Die Folgen der Erniedrigung und Selbstaufopferung von Gottes Sohn werden nun von Paulus aufgeführt. Es sind deren drei. 1. Unsere Heiligung durch den Willen Gottes; 2. unsere Heiligung und Vollkommenmachung durch das Opfer des Leibes Jesus Christus, ein für allemal geschehen; und 3. das Zeugnis des Heiligen Geistes in uns, der dies bestätigt.

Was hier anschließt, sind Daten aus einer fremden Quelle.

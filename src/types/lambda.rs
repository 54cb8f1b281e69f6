use super::{Attribute, SourceAttribute};

use aws_sdk_dynamodb::primitives::Blob;
use serde_dynamo::AttributeValue;

impl SourceAttribute for AttributeValue {
    fn into_attribute(self) -> Attribute<Self> {
        match self {
            AttributeValue::B(bytes) => Attribute::Binary(Blob::new(bytes)),
            AttributeValue::Bool(b) => Attribute::Boolean(b),
            AttributeValue::Bs(bytes) => {
                Attribute::BinarySet(bytes.into_iter().map(Blob::new).collect())
            }
            AttributeValue::L(list) => Attribute::List(list),
            AttributeValue::M(map) => Attribute::Map(map),
            AttributeValue::N(n) => Attribute::Number(n),
            AttributeValue::Ns(ns) => Attribute::NumberSet(ns),
            AttributeValue::Null(_) => Attribute::Null,
            AttributeValue::S(s) => Attribute::String(s),
            AttributeValue::Ss(ss) => Attribute::StringSet(ss),
        }
    }
}
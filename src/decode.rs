use super::error::Error;

use aws_sdk_dynamodb::types::AttributeValue;
use serde::de::DeserializeOwned;
use std::collections::HashMap;

/// Populate a Rust value from a converted item.
///
/// Field names and type coercion (number strings into integers or floats, sets into
/// sequences, nested maps into structs) belong entirely to the implementation.
pub trait Decoder {
    /// Decode the item into `T`.
    fn decode<T: DeserializeOwned>(&self, item: HashMap<String, AttributeValue>) -> Result<T, Error>;
}

/// Decoder backed by [`serde_dynamo`].
#[derive(Debug, Clone, Copy, Default)]
pub struct SerdeDynamo;

impl Decoder for SerdeDynamo {
    fn decode<T: DeserializeOwned>(&self, item: HashMap<String, AttributeValue>) -> Result<T, Error> {
        serde_dynamo::aws_sdk_dynamodb_1::from_item(item).map_err(|err| Error::Decode(Box::new(err)))
    }
}
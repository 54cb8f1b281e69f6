use aws_sdk_dynamodbstreams::types::{AttributeValue, Record};
use std::collections::HashMap;

/// Which item image of a stream record to read.
#[derive(Debug, Clone, Copy, PartialEq, Eq)]
pub enum ImageKind {
    /// The primary key attributes of the modified item.
    Keys,
    /// The item as it appeared after it was modified.
    NewImage,
    /// The item as it appeared before it was modified.
    OldImage,
}

/// Return the requested image of the record, if the record carries one.
pub fn image(record: &Record, kind: ImageKind) -> Option<&HashMap<String, AttributeValue>> {
    let dynamodb = record.dynamodb()?;

    match kind {
        ImageKind::Keys => dynamodb.keys(),
        ImageKind::NewImage => dynamodb.new_image(),
        ImageKind::OldImage => dynamodb.old_image(),
    }
}
use std::fmt;
use thiserror::Error as ThisError;

/// Where a nested attribute sits inside its parent list or map.
#[derive(Debug, Clone, PartialEq, Eq)]
pub enum Position {
    Index(usize),
    Key(String),
}

impl fmt::Display for Position {
    fn fmt(&self, f: &mut fmt::Formatter<'_>) -> fmt::Result {
        match self {
            Self::Index(index) => write!(f, "index {index}"),
            Self::Key(key) => write!(f, "key {key}"),
        }
    }
}

#[derive(Debug, ThisError)]
pub enum Error {
    #[error("unsupported attribute value kind: {0}")]
    UnsupportedKind(String),
    /// A nested attribute failed to convert.
    ///
    /// The message already carries the message of `source`, so reporters walking
    /// [`std::error::Error::source`] print each nested message twice. Use [`Error::path`] and
    /// [`Error::root_cause`] to inspect the chain instead.
    #[error("failed to convert attribute at {at}: {source}")]
    Conversion {
        at: Position,
        #[source]
        source: Box<Error>,
    },
    #[error("failed to decode item: {0}")]
    Decode(Box<dyn std::error::Error + Send + Sync + 'static>),
}

impl Error {
    pub(crate) fn at(at: Position, source: Error) -> Self {
        Self::Conversion {
            at,
            source: Box::new(source),
        }
    }

    /// Positions leading to the failed attribute, outermost first.
    ///
    /// Empty unless the error is a conversion failure.
    pub fn path(&self) -> Vec<&Position> {
        let mut path = vec![];
        let mut err = self;

        while let Self::Conversion { at, source } = err {
            path.push(at);
            err = source.as_ref();
        }

        path
    }

    /// The innermost cause, skipping the positional wrappers.
    pub fn root_cause(&self) -> &Error {
        match self {
            Self::Conversion { source, .. } => source.root_cause(),
            _ => self,
        }
    }
}
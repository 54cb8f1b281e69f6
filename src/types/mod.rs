mod lambda;
mod streams;

use aws_sdk_dynamodb::primitives::Blob;
use std::collections::HashMap;

/// The kind of an attribute value read from a change record, together with its payload.
///
/// Exactly one kind is active. Nested lists and maps keep the source representation `V`
/// so that they can be converted lazily, one level at a time.
#[derive(Debug, Clone, PartialEq)]
pub enum Attribute<V> {
    Binary(Blob),
    Boolean(bool),
    BinarySet(Vec<Blob>),
    List(Vec<V>),
    Map(HashMap<String, V>),
    /// Decimal number kept as its string form.
    Number(String),
    NumberSet(Vec<String>),
    Null,
    String(String),
    StringSet(Vec<String>),
    /// A kind the source representation carries but this crate does not recognize.
    Unsupported(String),
}

impl<V> Attribute<V> {
    /// Name of the kind, as written in DynamoDB JSON.
    pub fn kind(&self) -> &str {
        match self {
            Self::Binary(_) => "B",
            Self::Boolean(_) => "BOOL",
            Self::BinarySet(_) => "BS",
            Self::List(_) => "L",
            Self::Map(_) => "M",
            Self::Number(_) => "N",
            Self::NumberSet(_) => "NS",
            Self::Null => "NULL",
            Self::String(_) => "S",
            Self::StringSet(_) => "SS",
            Self::Unsupported(kind) => kind.as_str(),
        }
    }
}

/// An attribute value as delivered by an event source.
///
/// Implemented for [`aws_sdk_dynamodbstreams::types::AttributeValue`] and for
/// [`serde_dynamo::AttributeValue`], which is how Lambda DynamoDB events carry item images.
pub trait SourceAttribute: Sized {
    /// Consume the value and expose its kind.
    fn into_attribute(self) -> Attribute<Self>;
}
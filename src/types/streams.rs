use super::{Attribute, SourceAttribute};

use aws_sdk_dynamodbstreams::types::AttributeValue;

impl SourceAttribute for AttributeValue {
    fn into_attribute(self) -> Attribute<Self> {
        match self {
            AttributeValue::B(blob) => Attribute::Binary(blob),
            AttributeValue::Bool(b) => Attribute::Boolean(b),
            AttributeValue::Bs(blobs) => Attribute::BinarySet(blobs),
            AttributeValue::L(list) => Attribute::List(list),
            AttributeValue::M(map) => Attribute::Map(map),
            AttributeValue::N(n) => Attribute::Number(n),
            AttributeValue::Ns(ns) => Attribute::NumberSet(ns),
            AttributeValue::Null(_) => Attribute::Null,
            AttributeValue::S(s) => Attribute::String(s),
            AttributeValue::Ss(ss) => Attribute::StringSet(ss),
            other => Attribute::Unsupported(format!("{other:?}")),
        }
    }
}
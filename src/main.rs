use std::path::PathBuf;
use std::sync::Arc;

use anyhow::{Context, Result};
use clap::{Parser, Subcommand};
use tracing::{Level, info};
use tracing_subscriber::FmtSubscriber;

use clinscribe::{
    AppConfig, CancelToken, OllamaClient, Pipeline, RawTranscript, SessionStore, TermCorrector,
};

#[derive(Parser)]
#[command(name = "clinscribe")]
#[command(author, version, about = "Medical dictation to clinical note pipeline", long_about = None)]
struct Cli {
    /// Configuration file (JSON); defaults apply when absent
    #[arg(short, long, default_value = "clinscribe.json")]
    config: PathBuf,

    /// Verbose output
    #[arg(short, long)]
    verbose: bool,

    #[command(subcommand)]
    command: Commands,
}

#[derive(Subcommand)]
enum Commands {
    /// Run the full pipeline on a raw transcript file
    Process {
        /// Input transcript file (plain text from the ASR engine)
        #[arg(short, long)]
        input: PathBuf,

        /// Write the final note here as well as into session storage
        #[arg(short, long)]
        output: Option<PathBuf>,
    },

    /// Apply the terminology correction table only (offline, no model)
    Correct {
        /// Input transcript file
        #[arg(short, long)]
        input: PathBuf,
    },

    /// Delete sessions past the configured retention window
    Cleanup,
}

#[tokio::main]
async fn main() -> Result<()> {
    let cli = Cli::parse();
    setup_logging(cli.verbose);

    let config = AppConfig::load(&cli.config).context("Failed to load configuration")?;

    match cli.command {
        Commands::Process { input, output } => process_dictation(&config, input, output).await,
        Commands::Correct { input } => correct_only(&config, input),
        Commands::Cleanup => cleanup(&config),
    }
}

fn setup_logging(verbose: bool) {
    let level = if verbose { Level::DEBUG } else { Level::INFO };
    let subscriber = FmtSubscriber::builder().with_max_level(level).finish();
    tracing::subscriber::set_global_default(subscriber).ok();
}

fn build_corrector(config: &AppConfig) -> Result<TermCorrector> {
    match &config.corrections.rules_file {
        Some(path) => TermCorrector::from_file(path).context("Failed to load correction rules"),
        None => Ok(TermCorrector::with_default_rules()),
    }
}

async fn process_dictation(
    config: &AppConfig,
    input: PathBuf,
    output: Option<PathBuf>,
) -> Result<()> {
    let text = std::fs::read_to_string(&input)
        .with_context(|| format!("Failed to read transcript: {input:?}"))?;
    let raw = RawTranscript::new(text);
    info!(
        "Loaded transcript: {} chars, speaker labels: {}",
        raw.text.len(),
        raw.has_speaker_labels()
    );

    let corrector = build_corrector(config)?;
    let model = Arc::new(OllamaClient::new(config.llm.clone())?);
    let store = SessionStore::new(config.storage.clone())?;
    let pipeline = Pipeline::new(corrector, model, config, store);

    match pipeline.run(&raw, &CancelToken::new()).await {
        Ok(success) => {
            info!(
                session_id = %success.session_id,
                models = ?success.record.models_used(),
                "Session complete"
            );
            let rendered = success.note.render();
            if let Some(path) = output {
                std::fs::write(&path, &rendered)
                    .with_context(|| format!("Failed to write note: {path:?}"))?;
                info!("Note written to {:?}", path);
            }
            println!("{rendered}");
            Ok(())
        }
        Err(failure) => {
            for stage in &failure.record.stages {
                info!(
                    stage = %stage.stage,
                    state = ?stage.state,
                    attempts = stage.attempts,
                    "Stage outcome"
                );
            }
            anyhow::bail!(
                "Session {} did not complete: {}",
                failure.session_id,
                failure.error
            )
        }
    }
}

fn correct_only(config: &AppConfig, input: PathBuf) -> Result<()> {
    let text = std::fs::read_to_string(&input)
        .with_context(|| format!("Failed to read transcript: {input:?}"))?;
    let corrector = build_corrector(config)?;
    print!("{}", corrector.correct(&text));
    Ok(())
}

fn cleanup(config: &AppConfig) -> Result<()> {
    let store = SessionStore::new(config.storage.clone())?;
    let removed = store.purge_old_sessions()?;
    info!(
        removed,
        retention_days = config.storage.retention_days,
        "Cleanup complete"
    );
    println!("Removed {removed} expired session(s).");
    Ok(())
}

1. Unsere Heiligung ist nach dem Willen Gottes. „Durch welchen Willen wir geheiligt sind“ (Vers 10). Gottes Wille, und nicht der unsrige, ist der Grund und die Ursache unserer Heiligung. Wer das verstanden hat, steht auf einem unerschütterlichen Boden. Durch den Willen Dessen, der nach Seiner ewigen Weisheit Seinem Sohn einen Leib bereitet hat, damit dieser sich für uns aufopfern könnte, sind wir für Gott abgesondert (geheiligt) und deshalb errettet worden. Und was sich nun auch ändern mag, Gottes Wille verändert sich nicht. Was in Seinem ewigen Ratschluss festgelegt ist, hat Er in der Zeit ausgeführt, und nichts ist imstande, daran etwas zu ändern. Welch eine feste und unverrückbare Grundlage für unsern Glauben!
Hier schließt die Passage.